Tape vs Disk Storage: Which One Is More Suitable for Backup?

What Is Tape Storage

What Is Disk Storage

Tape vs Disk Storage

  • Cost & Performance
  • Security
  • Ecosystem Benefits
  • Reliability
  • Pros and Cons

Tape vs Disk Storage: Cost and Performance

Tape vs Disk Storage: Security

  • Sharing files with the backup service account is the only account that has access.
  • File storage on a completely different LAN segment.
  • cloud-based storage account.
  • Automatically timed connected file shares before the backup window.

Tape vs Disk Storage: Ecosystem Benefits

  • Various types of disk storage such as spinning disks, standard SSDs, NVME, etc.
  • OS-level permissions and access control are provided with the storage system used.
  • Access cloud-based storage.
  • Easily managed with today’s technology management stack.
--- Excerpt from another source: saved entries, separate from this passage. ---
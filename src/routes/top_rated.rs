use axum::{
    extract::{Path, State},
    Json,
};

use super::AppState;
use crate::{
    error::AppResult,
    models::{MediaType, Page, Title},
    views::top_rated::{parse_page, top_rated_view, TopRatedView, MAX_PROVIDER_PAGE},
};

async fn fetch_page(state: &AppState, media_type: MediaType, page_no: u32) -> AppResult<Page<Title>> {
    match state.metadata.top_rated(media_type, page_no).await {
        Ok(page) => Ok(page),
        Err(e) if e.is_degradable() => {
            tracing::warn!(media_type = %media_type, page = page_no, error = %e, "Top rated page unavailable");
            Ok(Page::empty(page_no))
        }
        Err(e) => Err(e),
    }
}

/// Pages past the last one are served as the last page, so the titles and the
/// pagination always describe the same page
async fn top_rated(state: &AppState, media_type: MediaType, pgno: &str) -> AppResult<TopRatedView> {
    let mut page_no = parse_page(pgno)?.min(MAX_PROVIDER_PAGE);
    let mut page = fetch_page(state, media_type, page_no).await?;

    let last = page.total_pages.clamp(1, MAX_PROVIDER_PAGE);
    if page_no > last {
        tracing::debug!(media_type = %media_type, requested = page_no, last, "Serving last top rated page");
        page_no = last;
        page = fetch_page(state, media_type, page_no).await?;
    }

    Ok(top_rated_view(media_type, page_no, &page))
}

pub async fn top_rated_movies(
    State(state): State<AppState>,
    Path(pgno): Path<String>,
) -> AppResult<Json<TopRatedView>> {
    Ok(Json(top_rated(&state, MediaType::Movie, &pgno).await?))
}

pub async fn top_rated_tv_shows(
    State(state): State<AppState>,
    Path(pgno): Path<String>,
) -> AppResult<Json<TopRatedView>> {
    Ok(Json(top_rated(&state, MediaType::Tv, &pgno).await?))
}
Tape vs Disk Storage: Reliability

Tape vs Disk Storage: Pros and Cons

  1. Tape provides mass storage — LTO (Linear Tape Open) is the leading tape backup format. With LTO-8, introduced in 2017, businesses can store up to 30TB of compressed data on a single tape. The LTO program roadmap shows that a future 12th generation LTO will store up to 480TB of compressed data on a single tape. This storage capacity should prove useful for the upcoming zettabyte apocalypse.
  2. Tape costs are very low — Tape is one of the least expensive options for long-term data archiving. Add an offsite tape library and it still outperforms a disk array of the same size. Cloud providers also often use tape as a low-cost storage tier.
  3. The tape lasts longer — According to a report by Bloomberg Businessweek, cassette tapes can last up to 30 years if kept clean and stored at the proper temperature. The disk can’t keep up.
  1. You will spend more time finding data — With the LTFS (Linear Tape File System) feature, the seek time of backup tapes is greatly reduced. LTFS makes it easier to find data, similar to a disk. However, LTFS does not make tape seeks faster than disk.
  2. The tape needs maintenance — To avoid mistakes, this media must be stored in a pristine environment that protects its cartridges from dust and dirt. Tapes also need to be marked, recorded, and tested. This can be tedious and time-consuming.
  3. It’s been a long road to recovery — Storing tapes with offsite tape storage services does increase recovery time. That’s why you should choose to back up and store frequently used business-critical information on the premises or in the cloud.
  1. It has a fast recovery — Finding a specific file on a disk is faster than finding a file on tape. If your disk is internal, you also don’t have to ship it offsite. (FYI: Cloud backups are also disk-based, just on someone else’s disk.)
  2. You will gain efficiency from deduplication — Deduplication allows you to deduplicate data to free up space. This means you can store data faster with less frequent full backups.
  1. It is not convenient — The disk system is always on and on the verge of running hot. That means you have to power and cool them.
  2. Always-on data comes with danger — Newer LTO tapes use WORM (write once, read many) security to prevent accidental overwriting. Once written, they are also physically removed from the network. Conversely, disk systems can be damaged by computer viruses. They can also be accidentally overwritten or reformatted.
  3. Get your head out of the cloud — If you think cloud storage might be the answer, you need to know that the cloud is another form of a disk that usually has higher data retrieval costs. The cloud has great uses, but still lacks the economics and longevity of large-scale, long-term archiving. Steep entry/exit charges are also a factor.